Trojan- A pc program that appears to have a useful function, but also has a concealed and potentially destructive function that evades security mechanisms, sometimes by exploiting reputable authorizations of a system entity that invokes the program.
Worm- A computer program that can run individually, can propagate a whole working version of itself onto other hosts on a network, and may consume computer resources destructively.
Spyware- Spyware and adware is a kind of malware that may be installed on pcs and collects little bits of information at the same time about users without their knowledge. The occurrence of spyware is typically hidden from the user, and can be difficult to discover. Typically, spyware is secretly installed on the user's pc.
Spam-Electronic spam or rubbish newsgroup postings.
Spoofing-Attempt by an unauthorized entity to get access to something by posing as an authorized user.
Pharming-This is a more complex form of MITM invasion. A user's treatment is redirected to a masquerading website. This is attained by corrupting a DNS server on the Internet and pointing a Link to the masquerading website's IP. Virtually all users use a URL like www. worldbank. com rather than the true IP (192. 86. 99. 140) of the website. Changing the hints on a DNS server, the Web address can be redirected to send traffic to the IP of the pseudo website. On the pseudo website, trades can be mimicked and information like login qualifications can be compiled. With this the attacker can gain access to the real www. worldbank. com site and carry out trades using the qualifications of any valid customer on that website.
Phishing-The use of e-mails that appear to originate from a trusted source to trick a individual into coming into valid credentials at a fake website. Typically the e-mail and the website looks like they are part of the bank the user does business with.
Denial of service-The avoidance of authorized usage of a system reference or the delaying of system procedures and functions.
Malware-A universal term for a number of different kinds of malicious code.
DNS cache poisoning-DNS poisoning is also known as DNS cache poisoning, and identifies the problem of DNS furniture and caches so that a domain name issues to a destructive IP address. After the individual is re-directed to the harmful IP address his/her computer can be attacked with worms, viruses, malware etc.
Phlashing- Phlashing is a long lasting denial of service (DoS) assault that exploits a vulnerability in network-based firmware improvements. Such an strike happens to be theoretical but if completed could render the target device inoperable.

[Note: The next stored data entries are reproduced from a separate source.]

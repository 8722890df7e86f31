// Copyright Materialize, Inc. and contributors. All rights reserved.
//
// Use of this software is governed by the Business Source License
// included in the LICENSE file.
//
// As of the Change Date specified in that file, in accordance with
// the Business Source License, use of this software will be governed
// by the Apache License, Version 2.0.

//! The RPC boundary to the master.
//!
//! The transport itself (and its pooled connections) is an external
//! collaborator behind [`MasterClient`]; this module owns the bounded-retry
//! policy layered on top of it.

use tracing::{error, warn};

use quarry_agent_types::{AgentReport, FinishTaskRequest};
use quarry_ore::retry::Retry;

/// An error from the master RPC boundary.
#[derive(Debug, thiserror::Error)]
pub enum MasterError {
    /// The request never reached the master or the connection broke.
    #[error("master transport: {0}")]
    Transport(String),
    /// The master received the request and rejected it.
    #[error("master rejected request: {0}")]
    Rejected(String),
}

/// A thin client to the master.
///
/// Implementations are pooled-connection RPC stubs; they must be callable
/// concurrently from every worker thread. Retry is the caller's concern,
/// not the client's.
pub trait MasterClient: Send + Sync + 'static {
    /// Acknowledges a completed task.
    fn finish_task(&self, req: &FinishTaskRequest) -> Result<(), MasterError>;

    /// Pushes a periodic state report.
    fn report(&self, report: &AgentReport) -> Result<(), MasterError>;
}

/// Sends a finish-task report, retrying up to `max_tries` total attempts.
///
/// On exhaustion the failure is logged and the task instance is abandoned
/// locally: the master notices the missing acknowledgment via its own
/// timeout and redelivers, which flows back through the dedup gate.
pub(crate) fn finish_task_with_retry(
    client: &dyn MasterClient,
    max_tries: usize,
    req: &FinishTaskRequest,
) {
    let result = Retry::fixed(max_tries).retry(|attempt| {
        client.finish_task(req).inspect_err(|e| {
            warn!(
                task_type = %req.task_type,
                signature = req.signature,
                attempt,
                "finish task rpc failed: {e}"
            );
        })
    });
    if let Err(e) = result {
        error!(
            task_type = %req.task_type,
            signature = req.signature,
            "abandoning finish task report after {max_tries} attempts: {e}"
        );
    }
}

/// Submits a periodic report, retrying up to `max_tries` total attempts.
///
/// Returns whether any attempt succeeded, so the caller knows whether to
/// bump the report version.
pub(crate) fn report_with_retry(
    client: &dyn MasterClient,
    max_tries: usize,
    report: &AgentReport,
) -> bool {
    let result = Retry::fixed(max_tries).retry(|attempt| {
        client.report(report).inspect_err(|e| {
            warn!(kind = report.kind(), attempt, "report rpc failed: {e}");
        })
    });
    match result {
        Ok(()) => true,
        Err(e) => {
            warn!(
                kind = report.kind(),
                "dropping report after {max_tries} attempts: {e}"
            );
            false
        }
    }
}

#[cfg(test)]
mod tests {
    use std::sync::atomic::{AtomicUsize, Ordering};
    use std::sync::Mutex;

    use quarry_agent_types::{
        BackendAddr, DiskReport, StatusCode, TaskStatus, TaskType,
    };

    use super::*;

    struct FlakyMaster {
        finish_calls: AtomicUsize,
        report_calls: AtomicUsize,
        /// Results to hand out, in order; when exhausted, succeed.
        finish_script: Mutex<Vec<Result<(), MasterError>>>,
    }

    impl FlakyMaster {
        fn failing_forever() -> FlakyMaster {
            FlakyMaster {
                finish_calls: AtomicUsize::new(0),
                report_calls: AtomicUsize::new(0),
                finish_script: Mutex::new(Vec::new()),
            }
        }

        fn scripted(script: Vec<Result<(), MasterError>>) -> FlakyMaster {
            FlakyMaster {
                finish_calls: AtomicUsize::new(0),
                report_calls: AtomicUsize::new(0),
                finish_script: Mutex::new(script),
            }
        }
    }

    impl MasterClient for FlakyMaster {
        fn finish_task(&self, _req: &FinishTaskRequest) -> Result<(), MasterError> {
            self.finish_calls.fetch_add(1, Ordering::SeqCst);
            let mut script = self.finish_script.lock().unwrap();
            if script.is_empty() {
                Err(MasterError::Transport("connection refused".into()))
            } else {
                script.remove(0)
            }
        }

        fn report(&self, _report: &AgentReport) -> Result<(), MasterError> {
            self.report_calls.fetch_add(1, Ordering::SeqCst);
            Err(MasterError::Transport("connection refused".into()))
        }
    }

    fn finish_req() -> FinishTaskRequest {
        FinishTaskRequest {
            backend: BackendAddr {
                host: "127.0.0.1".into(),
                be_port: 9060,
                http_port: 8040,
            },
            task_type: TaskType::Push,
            signature: 42,
            status: TaskStatus::ok(),
            report_version: 0,
            finish_tablet_infos: Vec::new(),
            snapshot_path: None,
            split_keys: Vec::new(),
            checked_version: None,
            checked_version_hash: None,
        }
    }

    #[test]
    fn finish_task_attempted_exactly_max_tries() {
        let master = FlakyMaster::failing_forever();
        // Must not panic past the caller when all attempts fail.
        finish_task_with_retry(&master, 3, &finish_req());
        assert_eq!(master.finish_calls.load(Ordering::SeqCst), 3);
    }

    #[test]
    fn finish_task_stops_on_success() {
        let master = FlakyMaster::scripted(vec![
            Err(MasterError::Transport("reset".into())),
            Ok(()),
        ]);
        finish_task_with_retry(&master, 3, &finish_req());
        assert_eq!(master.finish_calls.load(Ordering::SeqCst), 2);
    }

    #[test]
    fn report_retry_reports_outcome() {
        let master = FlakyMaster::failing_forever();
        let report = AgentReport::DiskState(DiskReport {
            backend: finish_req().backend,
            disks: Vec::new(),
        });
        assert!(!report_with_retry(&master, 3, &report));
        assert_eq!(master.report_calls.load(Ordering::SeqCst), 3);
        // Sanity-check the status helpers used across finish paths.
        assert_eq!(TaskStatus::error("boom").code, StatusCode::InternalError);
    }
}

Teardrop-Teardrop is a program that sends IP fragments to a machine linked to the Internet or a network. Teardrop exploits an overlapping IP fragment insect present in Windows 95, Windows NT and Glass windows 3. 1 machines. The bug triggers the TCP/IP fragmentation re-assembly code to improperly take care of overlapping IP fragments. This strike is not shown to cause any significant harm to systems, and a simple reboot is the preferred remedy. It should be known, though, that while this harm is known as to be non-destructive, it might cause problems if there is unsaved data in available applications at the time that the machine is attacked. The primary problem with this is a lack of data.